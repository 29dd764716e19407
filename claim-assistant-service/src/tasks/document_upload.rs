use async_trait::async_trait;
use claim_flow::{
    FlowError, GatewayError, NextAction, Result, Task, TaskContext, TaskResult, UserEvent,
    routing::{UploadRoute, route_after_upload},
};
use tracing::{info, warn};

use super::{LetterSubmitTask, PolicySelectionTask, prompts, result_task_for, task_id};

/// Waits for bill, notes or denial letter uploads and decides what comes next.
pub struct DocumentUploadTask;

#[async_trait]
impl Task for DocumentUploadTask {
    fn id(&self) -> &str {
        std::any::type_name::<Self>()
    }

    async fn run(&self, ctx: &mut TaskContext<'_>) -> Result<TaskResult> {
        let files = match ctx.take_event() {
            Some(UserEvent::FilesUploaded { files }) => files,
            Some(other) => return Err(ctx.unexpected(self.id(), &other)),
            None => return Ok(TaskResult::new(NextAction::WaitForInput)),
        };
        let workflow = ctx.conversation.require_workflow()?;
        let category = ctx.conversation.upload_category();

        ctx.transcript.user(prompts::upload_announcement(files.len()));
        if files.is_empty() {
            ctx.transcript
                .say("I didn't receive any files. Please attach at least one document.");
            return Ok(TaskResult::new(NextAction::WaitForInput));
        }

        info!(
            session_id = %ctx.session_id(),
            task_id = %self.id(),
            workflow = %workflow,
            category = %category,
            files = files.len(),
            "Uploading documents"
        );

        ctx.transcript.typing();
        let documents = match ctx.gateways.intake.upload(&files, category).await {
            Ok(documents) if !documents.is_empty() => documents,
            Ok(_) => {
                warn!(session_id = %ctx.session_id(), "Upload accepted no files");
                ctx.transcript.say("❌ Upload failed. Please try again.");
                return Ok(TaskResult::new(NextAction::WaitForInput));
            }
            Err(e) => {
                warn!(session_id = %ctx.session_id(), error = %e, "Upload failed");
                ctx.transcript.say(match e {
                    GatewayError::Rejected(_) => "❌ Upload failed. Please try again.",
                    _ => "❌ Error uploading files.",
                });
                return Ok(TaskResult::new(NextAction::WaitForInput));
            }
        };

        ctx.transcript
            .say("✅ Received and processed files successfully.");
        ctx.conversation.append_documents(category, documents);

        let route = route_after_upload(workflow, ctx.conversation.policy().is_some(), category);
        info!(
            session_id = %ctx.session_id(),
            task_id = %self.id(),
            route = ?route,
            documents = ctx.conversation.documents().len(),
            "Upload applied"
        );

        match route {
            UploadRoute::RequestPolicy => {
                let catalog = ctx.catalog().clone();
                prompts::ask_for_policy(ctx.transcript, &catalog);
                Ok(TaskResult::new_with_status(
                    NextAction::GoTo(task_id::<PolicySelectionTask>()),
                    "Waiting for a policy",
                ))
            }
            UploadRoute::OfferLetter => {
                ctx.transcript
                    .say("✅ Denial letter received. I have everything needed now.");
                let ids = ctx.conversation.document_ids();
                let policy = ctx.conversation.policy().cloned().ok_or_else(|| {
                    FlowError::TaskExecutionFailed("letter offered without a policy".to_string())
                })?;
                prompts::offer_letter(ctx, ids, policy);
                Ok(TaskResult::new_with_status(
                    NextAction::GoTo(task_id::<LetterSubmitTask>()),
                    "Waiting for letter details",
                ))
            }
            UploadRoute::RequestDenialLetter => {
                prompts::request_denial_letter(
                    ctx,
                    "Got the context. Now please upload the **Denial Letter**.",
                    prompts::DENIAL_LETTER_PLACEHOLDER,
                );
                Ok(TaskResult::new_with_status(
                    NextAction::WaitForInput,
                    "Waiting for the denial letter",
                ))
            }
            UploadRoute::Analyze => Ok(TaskResult::new(NextAction::GoToAndExecute(
                result_task_for(workflow),
            ))),
        }
    }
}
//! Contracts for the external collaborators the conversation depends on.
//!
//! Each call is awaited before the next routing decision is made, and only one
//! call is in flight per user event.

use async_trait::async_trait;
use std::sync::Arc;
use thiserror::Error;
use uuid::Uuid;

use crate::model::{
    AnalysisReport, AppealDetails, ArtifactRef, DocumentCategory, DocumentId, FileBlob,
    LetterArtifact, PolicyReference, SimulationReport, UploadedDocument, WorkflowKind,
};

#[derive(Error, Debug, Clone, PartialEq, Eq)]
pub enum GatewayError {
    #[error("Transport error: {0}")]
    Transport(String),

    /// The backend answered but refused the request (`success: false`, a
    /// non-2xx status, or an empty result where one was required).
    #[error("Request rejected: {0}")]
    Rejected(String),

    #[error("Invalid response: {0}")]
    InvalidResponse(String),
}

pub type GatewayResult<T> = std::result::Result<T, GatewayError>;

/// Accepts file batches and turns them into document records.
#[async_trait]
pub trait DocumentIntake: Send + Sync {
    async fn upload(
        &self,
        files: &[FileBlob],
        category: DocumentCategory,
    ) -> GatewayResult<Vec<UploadedDocument>>;
}

/// Per-session memory that outlives a single conversation episode.
#[async_trait]
pub trait SessionContextStore: Send + Sync {
    async fn clear_documents(&self, category: DocumentCategory) -> GatewayResult<()>;

    async fn documents(&self, category: DocumentCategory) -> GatewayResult<Vec<UploadedDocument>>;

    async fn save_policy(&self, policy: &PolicyReference) -> GatewayResult<()>;

    async fn policy(&self) -> GatewayResult<Option<PolicyReference>>;
}

#[async_trait]
pub trait AnalysisGateway: Send + Sync {
    /// `analysis_type` is already mapped to the backend vocabulary.
    async fn analyze(
        &self,
        document_ids: &[DocumentId],
        policy: &PolicyReference,
        analysis_type: WorkflowKind,
    ) -> GatewayResult<AnalysisReport>;

    /// `Ok(None)` means the simulator ran but produced nothing usable.
    async fn simulate(
        &self,
        document_ids: &[DocumentId],
        policy: &PolicyReference,
    ) -> GatewayResult<Option<SimulationReport>>;
}

#[async_trait]
pub trait LetterGateway: Send + Sync {
    async fn generate_letter(
        &self,
        document_ids: &[DocumentId],
        policy: &PolicyReference,
        details: &AppealDetails,
    ) -> GatewayResult<LetterArtifact>;
}

/// Keeps generated letters around until they are downloaded.
#[async_trait]
pub trait ArtifactStore: Send + Sync {
    async fn put(&self, artifact: LetterArtifact) -> GatewayResult<ArtifactRef>;

    async fn get(&self, id: Uuid) -> GatewayResult<Option<LetterArtifact>>;
}

/// Everything a task may call out to.
#[derive(Clone)]
pub struct Gateways {
    pub intake: Arc<dyn DocumentIntake>,
    pub store: Arc<dyn SessionContextStore>,
    pub analysis: Arc<dyn AnalysisGateway>,
    pub letters: Arc<dyn LetterGateway>,
    pub artifacts: Arc<dyn ArtifactStore>,
}

impl Gateways {
    /// Wires a single backend that speaks every contract.
    pub fn from_backend<B>(backend: Arc<B>, artifacts: Arc<dyn ArtifactStore>) -> Self
    where
        B: DocumentIntake + SessionContextStore + AnalysisGateway + LetterGateway + 'static,
    {
        Self {
            intake: backend.clone(),
            store: backend.clone(),
            analysis: backend.clone(),
            letters: backend,
            artifacts,
        }
    }
}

※

**Task description:**
Return a copy of each line in the entries that carries the string "conversation".

**Worked solution:**
        let workflow = ctx.conversation.require_workflow()?;
        let category = ctx.conversation.upload_category();
        ctx.conversation.append_documents(category, documents);
        let route = route_after_upload(workflow, ctx.conversation.policy().is_some(), category);
            documents = ctx.conversation.documents().len(),
                let ids = ctx.conversation.document_ids();
                let policy = ctx.conversation.policy().cloned().ok_or_else(|| {
//! Contracts for the external collaborators the conversation depends on.
/// Per-session memory that outlives a single conversation episode.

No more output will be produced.